I’d written some of the lyrics Angel had sang in that livestream. I’d put together some of the phrases she’d turned and twisted and made into something else. I had also been the one to copy down from memory the words to the song Lindsey and I had written in the barn. Even my recording hadn’t seemed like enough. I hadn’t wanted to lose them.
It wasn’t as if Lindsey and I had discussed the song afterward. It had been very much in the moment. Maybe she would end up wanting it to land at the bottom of her circular file.
But I’d needed the words for me. They were just one more memory from our time together. A track listing on the album we’d never agreed to make together but had just the same.
And because I’d been drawn to her that morning, I’d left behind the pad that contained all of those complicated emotions. Some about her, some about me, all of them capable of being crafted into weapons.

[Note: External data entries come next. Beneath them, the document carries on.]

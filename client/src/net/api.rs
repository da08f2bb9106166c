//! REST API helpers for the feed backend and the SSR host.
//!
//! Client-side (hydrate): real HTTP calls via `gloo-net`.
//! Server-side (SSR): stubs returning `None`/error since these endpoints
//! are only meaningful in the browser.
//!
//! ERROR HANDLING
//! ==============
//! Callers get `Option`/`Result` outputs instead of panics so fetch
//! failures degrade to empty/loading UI without crashing hydration. Nothing
//! here retries; failed sections surface a notification at the call site.

#![allow(clippy::unused_async)]

#[cfg(test)]
#[path = "api_test.rs"]
mod api_test;

use models::{Feed, FollowedFeed, Post, User};
#[cfg(feature = "hydrate")]
use models::{CreateFeedRequest, FollowRequest, LoginRequest, LoginResponse, RegisterRequest};

/// Fallback backend origin when no `api-base` meta tag is rendered.
pub const DEFAULT_API_BASE: &str = "http://localhost:8080";

/// Login goes through the SSR host so credentials validation stays
/// server-side; same-origin, no base prefix.
pub const SESSION_ENDPOINT: &str = "/api/session";

/// The backend origin the SSR shell was configured with. Rendered into a
/// `<meta name="api-base">` tag that [`api_base`] reads after hydration.
#[must_use]
pub fn configured_api_base() -> String {
    #[cfg(feature = "ssr")]
    {
        std::env::var("API_BASE_URL")
            .map(|raw| raw.trim_end_matches('/').to_owned())
            .unwrap_or_else(|_| DEFAULT_API_BASE.to_owned())
    }
    #[cfg(not(feature = "ssr"))]
    {
        DEFAULT_API_BASE.to_owned()
    }
}

/// Resolve the backend origin in the browser from the shell's meta tag.
#[must_use]
pub fn api_base() -> String {
    #[cfg(feature = "hydrate")]
    {
        if let Some(doc) = web_sys::window().and_then(|w| w.document()) {
            if let Ok(Some(meta)) = doc.query_selector("meta[name='api-base']") {
                if let Some(content) = meta.get_attribute("content") {
                    if !content.is_empty() {
                        return content;
                    }
                }
            }
        }
    }
    DEFAULT_API_BASE.to_owned()
}

#[cfg(any(test, feature = "hydrate"))]
fn feeds_url(base: &str) -> String {
    format!("{base}/v1/feeds")
}

#[cfg(any(test, feature = "hydrate"))]
fn follows_url(base: &str) -> String {
    format!("{base}/v1/feed_follows")
}

#[cfg(any(test, feature = "hydrate"))]
fn follow_delete_url(base: &str, feed_id: &str) -> String {
    format!("{base}/v1/feed_follows/{feed_id}")
}

#[cfg(any(test, feature = "hydrate"))]
fn posts_url(base: &str) -> String {
    format!("{base}/v1/posts")
}

#[cfg(any(test, feature = "hydrate"))]
fn me_url(base: &str) -> String {
    format!("{base}/v1/user/me")
}

#[cfg(any(test, feature = "hydrate"))]
fn register_url(base: &str) -> String {
    format!("{base}/v1/auth/register")
}

#[cfg(any(test, feature = "hydrate"))]
fn request_failed_message(what: &str, status: u16) -> String {
    format!("{what} request failed: {status}")
}

#[cfg(feature = "hydrate")]
fn bearer_header() -> Option<String> {
    crate::session::get().map(|token| format!("Bearer {token}"))
}

#[cfg(feature = "hydrate")]
fn with_bearer(builder: gloo_net::http::RequestBuilder) -> gloo_net::http::RequestBuilder {
    match bearer_header() {
        Some(value) => builder.header("Authorization", &value),
        None => builder,
    }
}

/// Validate credentials via the SSR host and return the session token.
///
/// # Errors
///
/// Returns an error string on transport failure, a non-OK status, or a
/// malformed response body. A 401 reads as invalid credentials.
pub async fn login(email: &str, password: &str) -> Result<String, String> {
    #[cfg(feature = "hydrate")]
    {
        let payload = LoginRequest { email: email.to_owned(), password: password.to_owned() };
        let resp = gloo_net::http::Request::post(SESSION_ENDPOINT)
            .json(&payload)
            .map_err(|e| e.to_string())?
            .send()
            .await
            .map_err(|e| e.to_string())?;
        if resp.status() == 401 {
            return Err("invalid credentials".to_owned());
        }
        if !resp.ok() {
            return Err(request_failed_message("login", resp.status()));
        }
        let body: LoginResponse = resp.json().await.map_err(|e| e.to_string())?;
        Ok(body.token)
    }
    #[cfg(not(feature = "hydrate"))]
    {
        let _ = (email, password);
        Err("not available on server".to_owned())
    }
}

/// Create an account via `POST /v1/auth/register`.
///
/// # Errors
///
/// Returns an error string if the HTTP request fails or the backend
/// responds with a non-OK status.
pub async fn register(name: &str, email: &str, password: &str) -> Result<(), String> {
    #[cfg(feature = "hydrate")]
    {
        let payload = RegisterRequest {
            name: name.to_owned(),
            email: email.to_owned(),
            password: password.to_owned(),
        };
        let resp = gloo_net::http::Request::post(&register_url(&api_base()))
            .json(&payload)
            .map_err(|e| e.to_string())?
            .send()
            .await
            .map_err(|e| e.to_string())?;
        if !resp.ok() {
            return Err(request_failed_message("register", resp.status()));
        }
        Ok(())
    }
    #[cfg(not(feature = "hydrate"))]
    {
        let _ = (name, email, password);
        Err("not available on server".to_owned())
    }
}

/// Fetch the public feed directory from `GET /v1/feeds`.
///
/// # Errors
///
/// Returns an error string on transport failure or a non-OK status.
pub async fn fetch_feeds() -> Result<Vec<Feed>, String> {
    #[cfg(feature = "hydrate")]
    {
        let resp = gloo_net::http::Request::get(&feeds_url(&api_base()))
            .send()
            .await
            .map_err(|e| e.to_string())?;
        if !resp.ok() {
            return Err(request_failed_message("feeds", resp.status()));
        }
        resp.json().await.map_err(|e| e.to_string())
    }
    #[cfg(not(feature = "hydrate"))]
    {
        Err("not available on server".to_owned())
    }
}

/// Fetch the current user's follow records from `GET /v1/feed_follows`.
///
/// # Errors
///
/// Returns an error string on transport failure or a non-OK status.
pub async fn fetch_follows() -> Result<Vec<FollowedFeed>, String> {
    #[cfg(feature = "hydrate")]
    {
        let resp = with_bearer(gloo_net::http::Request::get(&follows_url(&api_base())))
            .send()
            .await
            .map_err(|e| e.to_string())?;
        if !resp.ok() {
            return Err(request_failed_message("follows", resp.status()));
        }
        resp.json().await.map_err(|e| e.to_string())
    }
    #[cfg(not(feature = "hydrate"))]
    {
        Err("not available on server".to_owned())
    }
}

/// Fetch saved posts for followed feeds from `GET /v1/posts`.
///
/// # Errors
///
/// Returns an error string on transport failure or a non-OK status.
pub async fn fetch_posts() -> Result<Vec<Post>, String> {
    #[cfg(feature = "hydrate")]
    {
        let resp = with_bearer(gloo_net::http::Request::get(&posts_url(&api_base())))
            .send()
            .await
            .map_err(|e| e.to_string())?;
        if !resp.ok() {
            return Err(request_failed_message("posts", resp.status()));
        }
        resp.json().await.map_err(|e| e.to_string())
    }
    #[cfg(not(feature = "hydrate"))]
    {
        Err("not available on server".to_owned())
    }
}

/// Register a new feed via `POST /v1/feeds`. The backend follows it for the
/// creating user, so callers mark it followed on success.
///
/// # Errors
///
/// Returns an error string on transport failure or a non-OK status.
pub async fn create_feed(name: &str, url: &str) -> Result<Feed, String> {
    #[cfg(feature = "hydrate")]
    {
        let payload = CreateFeedRequest { name: name.to_owned(), url: url.to_owned() };
        let resp = with_bearer(gloo_net::http::Request::post(&feeds_url(&api_base())))
            .json(&payload)
            .map_err(|e| e.to_string())?
            .send()
            .await
            .map_err(|e| e.to_string())?;
        if !resp.ok() {
            return Err(request_failed_message("create feed", resp.status()));
        }
        resp.json().await.map_err(|e| e.to_string())
    }
    #[cfg(not(feature = "hydrate"))]
    {
        let _ = (name, url);
        Err("not available on server".to_owned())
    }
}

/// Follow a feed via `POST /v1/feed_follows`.
///
/// # Errors
///
/// Returns an error string on transport failure or a non-OK status.
pub async fn follow(feed_id: &str) -> Result<(), String> {
    #[cfg(feature = "hydrate")]
    {
        let payload = FollowRequest { feed_id: feed_id.to_owned() };
        let resp = with_bearer(gloo_net::http::Request::post(&follows_url(&api_base())))
            .json(&payload)
            .map_err(|e| e.to_string())?
            .send()
            .await
            .map_err(|e| e.to_string())?;
        if !resp.ok() {
            return Err(request_failed_message("follow", resp.status()));
        }
        Ok(())
    }
    #[cfg(not(feature = "hydrate"))]
    {
        let _ = feed_id;
        Err("not available on server".to_owned())
    }
}

/// Unfollow a feed via `DELETE /v1/feed_follows/{feed_id}`.
///
/// # Errors
///
/// Returns an error string on transport failure or a non-OK status.
pub async fn unfollow(feed_id: &str) -> Result<(), String> {
    #[cfg(feature = "hydrate")]
    {
        let resp = with_bearer(gloo_net::http::Request::delete(&follow_delete_url(
            &api_base(),
            feed_id,
        )))
        .send()
        .await
        .map_err(|e| e.to_string())?;
        if !resp.ok() {
            return Err(request_failed_message("unfollow", resp.status()));
        }
        Ok(())
    }
    #[cfg(not(feature = "hydrate"))]
    {
        let _ = feed_id;
        Err("not available on server".to_owned())
    }
}

/// Fetch the authenticated user's summary from `GET /v1/user/me`.
/// Returns `None` if not authenticated, on failure, or on the server.
pub async fn fetch_me() -> Option<User> {
    #[cfg(feature = "hydrate")]
    {
        let resp = with_bearer(gloo_net::http::Request::get(&me_url(&api_base())))
            .send()
            .await
            .ok()?;
        if !resp.ok() {
            return None;
        }
        resp.json::<User>().await.ok()
    }
    #[cfg(not(feature = "hydrate"))]
    {
        None
    }
}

I hadn’t called Angel to ask her how she’d gotten the song. The first song. I hadn’t even known she had possession of “Never Again” too. I’d intended to call her after I talked to my manager, but then Jamie had called about Lindsey and I’d gone to her without a thought.
The song had been almost meaningless to me beyond how she’d gotten it.
But I hadn’t taken the steps. I hadn’t done my due diligence. Now there was another song, another unauthorized release, even more damnable than the first. I had gotten word about the livestream on the plane over—I had a friend with a private jet, and this had been the first time I’d taken him up on the offer to use it—and I’d watched in horror as she sang the words Lindsey and I had written.
I’d tried calling Lindsey right away, even before Don. Her phone had gone right to voicemail. She’d probably been in soundcheck by then.
So, I’d told myself she hadn’t heard about it. Why would she? She was readying for a show.
A show I’d had no business almost missing in the first place.
I’d sat at home for half an hour after George had taken her to the airport, missing her and wishing I’d just followed my gut and gone with her. Contacting my friend about borrowing his plane—and his pilot—had been a total impulse.